What needs to be done >> Among the entries below, find all lines that include "PriceQuote" and copy them.

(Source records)
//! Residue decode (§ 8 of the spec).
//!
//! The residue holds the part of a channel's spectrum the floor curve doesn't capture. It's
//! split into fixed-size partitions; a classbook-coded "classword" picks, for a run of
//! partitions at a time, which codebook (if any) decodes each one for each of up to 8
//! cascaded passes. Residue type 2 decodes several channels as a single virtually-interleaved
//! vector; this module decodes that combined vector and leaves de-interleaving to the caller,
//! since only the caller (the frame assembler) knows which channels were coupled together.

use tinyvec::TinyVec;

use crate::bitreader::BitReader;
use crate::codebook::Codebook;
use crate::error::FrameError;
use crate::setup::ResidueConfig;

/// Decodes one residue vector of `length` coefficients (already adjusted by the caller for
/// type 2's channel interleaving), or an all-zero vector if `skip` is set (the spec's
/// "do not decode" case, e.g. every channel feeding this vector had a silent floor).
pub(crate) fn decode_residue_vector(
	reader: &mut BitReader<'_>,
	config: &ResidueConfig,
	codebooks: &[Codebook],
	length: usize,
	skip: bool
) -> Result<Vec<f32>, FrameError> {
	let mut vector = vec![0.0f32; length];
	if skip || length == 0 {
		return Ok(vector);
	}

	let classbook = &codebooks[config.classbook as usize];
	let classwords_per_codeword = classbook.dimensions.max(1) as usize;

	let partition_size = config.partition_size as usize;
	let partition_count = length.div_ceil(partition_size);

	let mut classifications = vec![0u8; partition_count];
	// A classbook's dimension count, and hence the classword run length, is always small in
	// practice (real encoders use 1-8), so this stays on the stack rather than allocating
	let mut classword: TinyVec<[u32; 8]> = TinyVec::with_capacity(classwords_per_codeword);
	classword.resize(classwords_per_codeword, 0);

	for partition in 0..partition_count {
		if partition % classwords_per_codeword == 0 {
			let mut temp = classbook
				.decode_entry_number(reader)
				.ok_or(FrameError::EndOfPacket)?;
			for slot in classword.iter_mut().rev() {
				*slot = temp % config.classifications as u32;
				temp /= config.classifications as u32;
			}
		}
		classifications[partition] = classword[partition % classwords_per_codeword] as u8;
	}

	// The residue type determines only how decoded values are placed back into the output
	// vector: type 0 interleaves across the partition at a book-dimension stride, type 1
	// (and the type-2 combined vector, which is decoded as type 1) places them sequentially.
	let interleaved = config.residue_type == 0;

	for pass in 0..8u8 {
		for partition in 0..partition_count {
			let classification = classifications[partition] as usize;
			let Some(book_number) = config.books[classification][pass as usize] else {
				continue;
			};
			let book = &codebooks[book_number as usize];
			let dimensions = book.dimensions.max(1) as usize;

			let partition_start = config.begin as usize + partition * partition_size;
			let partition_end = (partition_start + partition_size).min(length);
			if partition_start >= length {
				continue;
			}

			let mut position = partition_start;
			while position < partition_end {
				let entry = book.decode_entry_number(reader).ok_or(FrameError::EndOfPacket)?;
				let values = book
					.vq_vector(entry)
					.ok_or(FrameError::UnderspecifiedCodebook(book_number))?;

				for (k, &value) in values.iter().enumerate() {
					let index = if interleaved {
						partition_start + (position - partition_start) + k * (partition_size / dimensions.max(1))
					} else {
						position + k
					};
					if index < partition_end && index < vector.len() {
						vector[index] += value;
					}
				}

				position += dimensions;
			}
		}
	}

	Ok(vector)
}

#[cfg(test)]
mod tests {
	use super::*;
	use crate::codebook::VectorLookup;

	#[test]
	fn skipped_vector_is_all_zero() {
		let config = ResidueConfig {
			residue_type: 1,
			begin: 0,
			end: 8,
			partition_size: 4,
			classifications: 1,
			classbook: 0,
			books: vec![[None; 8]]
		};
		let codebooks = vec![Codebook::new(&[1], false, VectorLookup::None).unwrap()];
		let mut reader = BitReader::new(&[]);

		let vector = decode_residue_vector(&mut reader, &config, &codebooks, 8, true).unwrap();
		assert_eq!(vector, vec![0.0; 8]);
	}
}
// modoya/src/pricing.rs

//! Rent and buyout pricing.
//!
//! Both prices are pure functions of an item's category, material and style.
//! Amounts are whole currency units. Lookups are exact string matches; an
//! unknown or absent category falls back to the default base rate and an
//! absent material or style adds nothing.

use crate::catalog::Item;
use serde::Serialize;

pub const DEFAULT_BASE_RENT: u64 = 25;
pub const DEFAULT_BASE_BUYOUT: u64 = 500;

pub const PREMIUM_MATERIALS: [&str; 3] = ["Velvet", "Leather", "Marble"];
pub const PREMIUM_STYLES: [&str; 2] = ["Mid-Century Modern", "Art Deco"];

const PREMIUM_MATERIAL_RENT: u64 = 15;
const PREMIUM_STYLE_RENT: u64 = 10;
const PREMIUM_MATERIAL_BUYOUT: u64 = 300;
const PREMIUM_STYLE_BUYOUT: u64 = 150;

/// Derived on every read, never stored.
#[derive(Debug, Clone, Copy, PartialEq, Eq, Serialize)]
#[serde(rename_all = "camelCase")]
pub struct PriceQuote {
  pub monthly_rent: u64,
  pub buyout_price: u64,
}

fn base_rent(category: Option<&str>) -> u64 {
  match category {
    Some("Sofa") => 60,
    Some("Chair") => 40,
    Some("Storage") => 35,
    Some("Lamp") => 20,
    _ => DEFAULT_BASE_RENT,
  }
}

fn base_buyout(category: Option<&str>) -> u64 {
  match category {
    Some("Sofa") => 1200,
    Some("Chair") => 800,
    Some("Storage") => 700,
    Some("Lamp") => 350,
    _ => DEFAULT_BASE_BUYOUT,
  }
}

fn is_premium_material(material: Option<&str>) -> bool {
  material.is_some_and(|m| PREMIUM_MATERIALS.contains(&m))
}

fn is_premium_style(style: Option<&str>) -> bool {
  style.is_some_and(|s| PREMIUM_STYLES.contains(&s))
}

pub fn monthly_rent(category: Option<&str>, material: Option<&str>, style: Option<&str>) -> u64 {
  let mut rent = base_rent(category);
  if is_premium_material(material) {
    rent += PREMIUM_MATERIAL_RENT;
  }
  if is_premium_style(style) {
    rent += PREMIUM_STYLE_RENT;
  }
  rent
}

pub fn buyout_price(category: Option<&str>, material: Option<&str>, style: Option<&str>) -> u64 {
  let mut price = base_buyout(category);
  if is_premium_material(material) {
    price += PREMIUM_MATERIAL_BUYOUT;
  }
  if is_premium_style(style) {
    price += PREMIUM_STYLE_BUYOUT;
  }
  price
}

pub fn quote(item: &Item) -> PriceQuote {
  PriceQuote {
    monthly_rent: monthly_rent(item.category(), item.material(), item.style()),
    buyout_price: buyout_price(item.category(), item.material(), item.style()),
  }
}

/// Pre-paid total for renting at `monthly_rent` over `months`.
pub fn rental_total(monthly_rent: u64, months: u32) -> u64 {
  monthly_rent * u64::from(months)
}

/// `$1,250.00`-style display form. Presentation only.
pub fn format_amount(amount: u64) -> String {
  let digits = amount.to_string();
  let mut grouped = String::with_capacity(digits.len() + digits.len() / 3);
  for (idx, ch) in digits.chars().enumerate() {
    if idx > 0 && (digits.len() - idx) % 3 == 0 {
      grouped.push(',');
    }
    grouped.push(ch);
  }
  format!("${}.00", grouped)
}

Answer section >>
pub struct PriceQuote {
pub fn quote(item: &Item) -> PriceQuote {
  PriceQuote {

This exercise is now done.